Eran las 10:00 a.m. de un jueves a principios de diciembre. La hora de visita en el Hogar Bolívar, en Juan Díaz.
Felícito Guerra Vega, de 82 años, es residente, tiene una camisa desgastada, sandalias y pantalón gris. Llegó de Chiriquí hace 60 años. “No tengo a nadie, estoy aquí solo...”. Antes de su vejez se dedicó a vender frutas y legumbres, pero en algún momento su mente dejó de funcionar correctamente.
En su rostro se nota que trabajó duro, se refleja cansancio, pero también ternura. Sin esposa y sin hijos es devoto de la virgen María –lo confirma la medalla que lleva en su pecho– hace 12 años llegó al hogar porque vivía en las calles. Un día recibió un disparo en una pierna y lo atendieron en el hospital. “Me he aclimatado al hogar; aquí han sido muy cariñosos conmigo”.
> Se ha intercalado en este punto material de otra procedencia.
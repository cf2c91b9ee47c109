//! Extraction of review records from entry nodes.

use scraper::{ElementRef, Html};

use crate::html::selectors::{
    CONSUMER_NAME, DATE_ATTR, RATING_ATTR, REVIEW_DATE, REVIEW_ENTRY, REVIEW_RATING,
    REVIEW_TEXT, REVIEW_TITLE, TITLE_LINK_ATTR,
};
use crate::html::{first_attr, first_text};
use crate::types::Review;

/// Iterate over the review entry nodes of a page, in document order.
pub fn review_entries(document: &Html) -> impl Iterator<Item = ElementRef<'_>> {
    document.select(&REVIEW_ENTRY)
}

/// Extract a review from a single entry node.
///
/// Each field is looked up independently within the entry. A field whose
/// node or attribute is missing becomes an empty string and does not affect
/// the other fields.
///
/// # Examples
/// ```
/// use scraper::Html;
/// use review_harvester::extract::{extract_review, review_entries};
///
/// let html = Html::parse_document(
///     r#"<article><span data-consumer-name-typography>Ann</span></article>"#,
/// );
/// let entry = review_entries(&html).next().unwrap();
/// let review = extract_review(entry);
/// assert_eq!(review.consumer, "Ann");
/// assert_eq!(review.rating, "");
/// ```
pub fn extract_review(entry: ElementRef<'_>) -> Review {
    Review {
        consumer: first_text(entry, &CONSUMER_NAME),
        title: first_text(entry, &REVIEW_TITLE),
        url: first_attr(entry, &REVIEW_TITLE, TITLE_LINK_ATTR),
        content: first_text(entry, &REVIEW_TEXT),
        rating: first_attr(entry, &REVIEW_RATING, RATING_ATTR),
        time: first_attr(entry, &REVIEW_DATE, DATE_ATTR),
    }
}

/// Extract every review on a page, in document order.
pub fn extract_reviews(document: &Html) -> Vec<Review> {
    review_entries(document).map(extract_review).collect()
}
//! Delimited (CSV-style) export.

use std::fs::OpenOptions;
use std::io::{self, BufWriter, Write};
use std::path::Path;

use crate::config::validate_delimiter;
use crate::error::Result;
use crate::types::Review;

/// Check whether a field must be quoted.
fn needs_quotes(field: &str, delimiter: char) -> bool {
    field.contains(delimiter) || field.contains('"') || field.contains('\n') || field.contains('\r')
}

/// Write a single row, quoting fields where needed.
fn write_row<W: Write>(writer: &mut W, fields: &[&str], delimiter: char) -> io::Result<()> {
    for (i, field) in fields.iter().enumerate() {
        if i > 0 {
            write!(writer, "{delimiter}")?;
        }
        if needs_quotes(field, delimiter) {
            write!(writer, "\"{}\"", field.replace('"', "\"\""))?;
        } else {
            writer.write_all(field.as_bytes())?;
        }
    }
    writer.write_all(b"\n")
}

/// Write a header row followed by one row per review.
///
/// # Examples
/// ```
/// use review_harvester::export::write_delimited;
/// use review_harvester::types::Review;
///
/// let review = Review { consumer: "Ann".into(), rating: "5".into(), ..Review::default() };
/// let mut out = Vec::new();
/// write_delimited(&mut out, &[review], ';').unwrap();
/// assert_eq!(
///     String::from_utf8(out).unwrap(),
///     "consumer;title;url;content;rating;time\nAnn;;;;5;\n"
/// );
/// ```
pub fn write_delimited<W: Write>(writer: &mut W, reviews: &[Review], delimiter: char) -> io::Result<()> {
    write_row(writer, &Review::FIELD_NAMES, delimiter)?;
    for review in reviews {
        write_row(writer, &review.values(), delimiter)?;
    }
    Ok(())
}

/// Append reviews to a delimited file, creating it if missing.
///
/// Every call writes its own header row. Existing content is kept, so
/// repeated runs against the same file accumulate rows.
///
/// # Arguments
/// * `reviews` - Reviews to write
/// * `path` - Destination file
/// * `delimiter` - Field delimiter (e.g., `,` or `;`)
pub fn save_delimited(reviews: &[Review], path: &Path, delimiter: char) -> Result<()> {
    validate_delimiter(delimiter)?;

    let file = OpenOptions::new().create(true).append(true).open(path)?;
    let mut writer = BufWriter::new(file);
    write_delimited(&mut writer, reviews, delimiter)?;
    writer.flush()?;

    tracing::debug!(path = %path.display(), count = reviews.len(), "Wrote delimited export");
    Ok(())
}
Mientras la mayoría de los panameños planifica el menú de Navidad y hace las últimas compras de fin de año o eligen la playa a la que irán el 1 de enero, la realidad no es la misma para todos. Felícito es tan solo uno de los miles de ancianos que viven en abandono en el país.
Algunos son buscados por sus familiares durante los días festivos; sin embargo, hay otros que jamás son visitados.
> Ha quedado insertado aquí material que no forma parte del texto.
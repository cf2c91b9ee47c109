//! HTTP fetching tests against a mock review site.

use std::fs;
use std::path::{Path, PathBuf};

use review_harvester::config::{BROWSER_USER_AGENT, MAX_REDIRECTS};
use review_harvester::extract::extract_reviews;
use review_harvester::{
    HarvesterError, HttpPageFetcher, PageFetcher, ResultCap, ReviewHarvester, ReviewQuery,
};
use scraper::Html;
use wiremock::matchers::{method, path, query_param};
use wiremock::{Mock, MockServer, ResponseTemplate};

const ACCOUNT: &str = "www.example.com";

fn fixture_path(name: &str) -> PathBuf {
    Path::new(env!("CARGO_MANIFEST_DIR"))
        .join("tests")
        .join("fixtures")
        .join("trustpilot")
        .join(name)
}

fn redirect_to(location: &str) -> ResponseTemplate {
    ResponseTemplate::new(302).insert_header("location", location)
}

fn listing(names: &[&str], total_pages: u32) -> String {
    let articles: String = names
        .iter()
        .map(|name| format!(r#"<article><span data-consumer-name-typography>{name}</span></article>"#))
        .collect();
    let buttons: String = (1..=total_pages)
        .map(|n| format!(r#"<a name="pagination-button-{n}">{n}</a>"#))
        .collect();
    format!("<html><body>{articles}<nav>{buttons}</nav></body></html>")
}

fn html_response(status: u16, body: String) -> ResponseTemplate {
    ResponseTemplate::new(status)
        .insert_header("content-type", "text/html; charset=utf-8")
        .set_body_string(body)
}

async fn mount_pages(server: &MockServer) {
    Mock::given(method("GET"))
        .and(path(format!("/review/{ACCOUNT}")))
        .and(query_param("languages", "all"))
        .and(query_param("sort", "recency"))
        .and(query_param("page", "2"))
        .respond_with(html_response(200, listing(&["Carol"], 2)))
        .with_priority(1)
        .mount(server)
        .await;

    Mock::given(method("GET"))
        .and(path(format!("/review/{ACCOUNT}")))
        .and(query_param("languages", "all"))
        .and(query_param("sort", "recency"))
        .respond_with(html_response(200, listing(&["Alice", "Bob"], 2)))
        .mount(server)
        .await;
}

#[tokio::test(flavor = "multi_thread")]
async fn test_fetches_all_pages_over_http() {
    let server = MockServer::start().await;
    mount_pages(&server).await;

    let base_url = server.uri();
    let reviews = tokio::task::spawn_blocking(move || {
        let fetcher = HttpPageFetcher::with_base_url(base_url).unwrap();
        ReviewHarvester::new(ReviewQuery::new(ACCOUNT), fetcher)
            .unwrap()
            .get_reviews()
    })
    .await
    .unwrap()
    .unwrap();

    let names: Vec<&str> = reviews.iter().map(|r| r.consumer.as_str()).collect();
    assert_eq!(names, vec!["Alice", "Bob", "Carol"]);

    let requests = server.received_requests().await.unwrap();
    assert_eq!(requests.len(), 2);
    assert_eq!(
        requests[0].url.query(),
        Some("languages=all&sort=recency"),
        "first page must not carry a page parameter"
    );
    assert_eq!(requests[1].url.query(), Some("languages=all&page=2&sort=recency"));
}

#[tokio::test(flavor = "multi_thread")]
async fn test_cap_stops_before_second_request() {
    let server = MockServer::start().await;
    mount_pages(&server).await;

    let base_url = server.uri();
    let reviews = tokio::task::spawn_blocking(move || {
        let fetcher = HttpPageFetcher::with_base_url(base_url).unwrap();
        let query = ReviewQuery::new(ACCOUNT).with_cap(ResultCap::from_count(1).unwrap());
        ReviewHarvester::new(query, fetcher).unwrap().get_reviews()
    })
    .await
    .unwrap()
    .unwrap();

    assert_eq!(reviews.len(), 1);
    assert_eq!(server.received_requests().await.unwrap().len(), 1);
}

#[tokio::test(flavor = "multi_thread")]
async fn test_sends_browser_user_agent() {
    let server = MockServer::start().await;
    Mock::given(method("GET"))
        .respond_with(html_response(200, listing(&["Alice"], 1)))
        .expect(1)
        .mount(&server)
        .await;

    let base_url = server.uri();
    let body = tokio::task::spawn_blocking(move || {
        HttpPageFetcher::with_base_url(base_url)
            .unwrap()
            .fetch(ACCOUNT, 1)
    })
    .await
    .unwrap()
    .unwrap();

    assert!(body.contains("Alice"));

    let requests = server.received_requests().await.unwrap();
    let user_agent = requests[0]
        .headers
        .get("user-agent")
        .and_then(|value| value.to_str().ok());
    assert_eq!(user_agent, Some(BROWSER_USER_AGENT));
}

#[tokio::test(flavor = "multi_thread")]
async fn test_error_status_with_body_is_not_a_failure() {
    let server = MockServer::start().await;
    Mock::given(method("GET"))
        .respond_with(html_response(503, listing(&["Stale"], 1)))
        .mount(&server)
        .await;

    let base_url = server.uri();
    let reviews = tokio::task::spawn_blocking(move || {
        let fetcher = HttpPageFetcher::with_base_url(base_url).unwrap();
        ReviewHarvester::new(ReviewQuery::new(ACCOUNT), fetcher)
            .unwrap()
            .get_reviews()
    })
    .await
    .unwrap()
    .unwrap();

    assert_eq!(reviews.len(), 1);
    assert_eq!(reviews[0].consumer, "Stale");
}

#[tokio::test(flavor = "multi_thread")]
async fn test_follows_redirect_to_listing() {
    let server = MockServer::start().await;
    Mock::given(method("GET"))
        .and(path(format!("/review/{ACCOUNT}")))
        .respond_with(redirect_to(&format!("/moved/review/{ACCOUNT}?languages=all")))
        .mount(&server)
        .await;
    Mock::given(method("GET"))
        .and(path(format!("/moved/review/{ACCOUNT}")))
        .respond_with(html_response(200, listing(&["Alice", "Bob"], 1)))
        .mount(&server)
        .await;

    let base_url = server.uri();
    let reviews = tokio::task::spawn_blocking(move || {
        let fetcher = HttpPageFetcher::with_base_url(base_url).unwrap();
        ReviewHarvester::new(ReviewQuery::new(ACCOUNT), fetcher)
            .unwrap()
            .get_reviews()
    })
    .await
    .unwrap()
    .unwrap();

    let names: Vec<&str> = reviews.iter().map(|r| r.consumer.as_str()).collect();
    assert_eq!(names, vec!["Alice", "Bob"]);
}

#[tokio::test(flavor = "multi_thread")]
async fn test_too_many_redirects_is_a_fetch_error() {
    let server = MockServer::start().await;
    Mock::given(method("GET"))
        .and(path(format!("/review/{ACCOUNT}")))
        .respond_with(redirect_to("/hop/1"))
        .mount(&server)
        .await;
    // Every hop points to a fresh URL, so the chain ends only at the limit.
    let hops = u32::try_from(MAX_REDIRECTS).unwrap() + 2;
    for hop in 1..=hops {
        Mock::given(method("GET"))
            .and(path(format!("/hop/{hop}")))
            .respond_with(redirect_to(&format!("/hop/{}", hop + 1)))
            .mount(&server)
            .await;
    }

    let base_url = server.uri();
    let result = tokio::task::spawn_blocking(move || {
        let fetcher = HttpPageFetcher::with_base_url(base_url).unwrap();
        ReviewHarvester::new(ReviewQuery::new(ACCOUNT), fetcher)
            .unwrap()
            .get_reviews()
    })
    .await
    .unwrap();

    match result {
        Err(HarvesterError::Fetch { page, source, .. }) => {
            assert_eq!(page, 1);
            assert!(source.is_redirect());
        }
        other => panic!("expected fetch error, got {other:?}"),
    }
    let requests = server.received_requests().await.unwrap();
    assert_eq!(requests.len(), MAX_REDIRECTS + 1);
}

#[tokio::test(flavor = "multi_thread")]
async fn test_gzip_body_is_decoded() {
    let server = MockServer::start().await;
    let compressed = fs::read(fixture_path("page1.html.gz")).unwrap();
    Mock::given(method("GET"))
        .and(path(format!("/review/{ACCOUNT}")))
        .respond_with(
            ResponseTemplate::new(200)
                .insert_header("content-type", "text/html; charset=utf-8")
                .insert_header("content-encoding", "gzip")
                .set_body_bytes(compressed),
        )
        .mount(&server)
        .await;

    let base_url = server.uri();
    let body = tokio::task::spawn_blocking(move || {
        HttpPageFetcher::with_base_url(base_url)
            .unwrap()
            .fetch(ACCOUNT, 1)
    })
    .await
    .unwrap()
    .unwrap();

    assert_eq!(body, fs::read_to_string(fixture_path("page1.html")).unwrap());
    let reviews = extract_reviews(&Html::parse_document(&body));
    assert_eq!(reviews.len(), 10);
    assert_eq!(reviews[0].consumer, "Maria Jensen");

    let requests = server.received_requests().await.unwrap();
    let accept_encoding = requests[0]
        .headers
        .get("accept-encoding")
        .and_then(|value| value.to_str().ok())
        .unwrap_or_default();
    assert!(accept_encoding.contains("gzip"));
}

#[test]
fn test_connection_failure_names_page() {
    // Nothing listens on the discard port.
    let fetcher = HttpPageFetcher::with_base_url("http://127.0.0.1:9").unwrap();
    let result = ReviewHarvester::new(ReviewQuery::new(ACCOUNT), fetcher)
        .unwrap()
        .get_reviews();

    match result {
        Err(HarvesterError::Fetch {
            account_id, page, ..
        }) => {
            assert_eq!(account_id, ACCOUNT);
            assert_eq!(page, 1);
        }
        other => panic!("expected fetch error, got {other:?}"),
    }
}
Rosa Laniado tiene 80 años y fue abandonada por su padre cuando tenía ocho meses de nacida. La dejaron en la casa Santa Familia en el Casco Antiguo. Rosa aparenta tener su mente clara, pero cuando habla se nota que no es así. Nadie la visita. “He vivido mi vida entera con las hermanas”, cuenta.
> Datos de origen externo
use clap::{Parser, Subcommand};
#[cfg(not(test))]
use xtask::*;

#[derive(Parser)]
#[command(author, version, about = "Development tasks for qstft")]
struct Cli {
    #[command(subcommand)]
    command: Commands,
}

#[derive(Subcommand)]
enum Commands {
    Build,
    Test,
    /// Build the library without the standard library
    #[command(name = "no-std")]
    NoStd,
    Clippy,
    Fmt,
    /// fmt, then clippy
    Analyze,
    Bench,
    Demo {
        /// Run the per-frame trace demo instead of the pipeline demo
        #[arg(long)]
        verbose: bool,
    },
}

#[cfg(not(test))]
fn main() -> anyhow::Result<()> {
    let cli = Cli::parse();
    let cfg = detect_config();

    match cli.command {
        Commands::Build => run(build_command(&cfg)),
        Commands::Test => run(test_command(&cfg)),
        Commands::NoStd => run(no_std_command()),
        Commands::Clippy => run(clippy_command()),
        Commands::Fmt => run(fmt_command()),
        Commands::Analyze => {
            run(fmt_command())?;
            run(clippy_command())
        }
        Commands::Bench => run(bench_command(&cfg)),
        Commands::Demo { verbose } => run(demo_command(&cfg, verbose)),
    }
}
//! Q15 window tables for STFT analysis and synthesis.
//!
//! The same table is used on both sides of the transform, so a window is only
//! suitable for resynthesis when its square overlap-adds to a constant at the
//! configured hop. [`cola_deviation`] measures how far a table is from that.

use alloc::vec::Vec;
use core::f64::consts::PI;

use libm::{cos, sqrt};

use crate::error::ConfigError;
use crate::fixed::to_q15;

/// Quantize real coefficients in `[-1, 1]` to Q15, rounding and saturating.
pub fn quantize_q15(coeffs: &[f32]) -> Vec<i16> {
    coeffs.iter().map(|&c| to_q15(c)).collect()
}

fn hann_value(n: usize, len: usize) -> f64 {
    0.5 - 0.5 * cos(2.0 * PI * n as f64 / len as f64)
}

/// Periodic Hann window of length `len`, in Q15.
pub fn hann_q15(len: usize) -> Vec<i16> {
    (0..len).map(|n| to_q15(hann_value(n, len) as f32)).collect()
}

/// Square root of the periodic Hann window, in Q15.
pub fn sqrt_hann_q15(len: usize) -> Vec<i16> {
    (0..len)
        .map(|n| to_q15(sqrt(hann_value(n, len)) as f32))
        .collect()
}

/// Square-root Hann window scaled so that its square overlap-adds to one at
/// the given hop.
///
/// Used as both analysis and synthesis window, this makes an untouched
/// spectrum reconstruct its input at unit gain. For 480/160 the scale is
/// `sqrt(2/3)`.
pub fn cola_sqrt_hann_q15(len: usize, hop: usize) -> Result<Vec<i16>, ConfigError> {
    if len == 0 {
        return Err(ConfigError::ZeroWindowLength);
    }
    if hop == 0 {
        return Err(ConfigError::ZeroHopSize);
    }
    if hop > len {
        return Err(ConfigError::HopExceedsWindow { hop, window: len });
    }
    // Σ_k hann[n + k·hop] averaged over one hop.
    let total: f64 = (0..len).map(|n| hann_value(n, len)).sum();
    let overlap_sum = total / hop as f64;
    let scale = if overlap_sum > 0.0 {
        1.0 / sqrt(overlap_sum)
    } else {
        1.0
    };
    Ok((0..len)
        .map(|n| to_q15((scale * sqrt(hann_value(n, len))) as f32))
        .collect())
}

/// Relative deviation of the squared-window overlap-add from a constant.
///
/// Computes `S[n] = Σ_k window[n + k·hop]²` for `n < hop` and returns
/// `(max S - min S) / max S`. A window that never overlaps to anything
/// (all zeros, or a hop of zero or beyond the window) yields infinity.
pub fn cola_deviation(window: &[i16], hop: usize) -> f32 {
    if hop == 0 || hop > window.len() {
        return f32::INFINITY;
    }
    let mut min = u64::MAX;
    let mut max = 0u64;
    for n in 0..hop {
        let s: u64 = window[n..]
            .iter()
            .step_by(hop)
            .map(|&w| (w as i64 * w as i64) as u64)
            .sum();
        min = min.min(s);
        max = max.max(s);
    }
    if max == 0 {
        return f32::INFINITY;
    }
    ((max - min) as f64 / max as f64) as f32
}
Retazos de recuerdos vienen a su mente. “Nunca me casé, tampoco me junté con nadie, ni tuve hijos...”, afirma. Con su vestido de flores azules con blanco y su cabellera blanca, mira al horizonte y confiesa que le gusta vivir en el hogar y que disfruta con el personal del asilo en esta época y también de las visitas y actividades de las personas de buen corazón, que a pesar de que no son sus familiares, se acercan al asilo para hacer obras sociales.
En el Hogar Bolívar hay 106 varones y 104 mujeres. Los menores tienen más de 60 años y la mayoría tiene 80. “Solo atendemos ancianos, por más que supliquen... no hacemos ingresos de pacientes menores”, afirma Batista.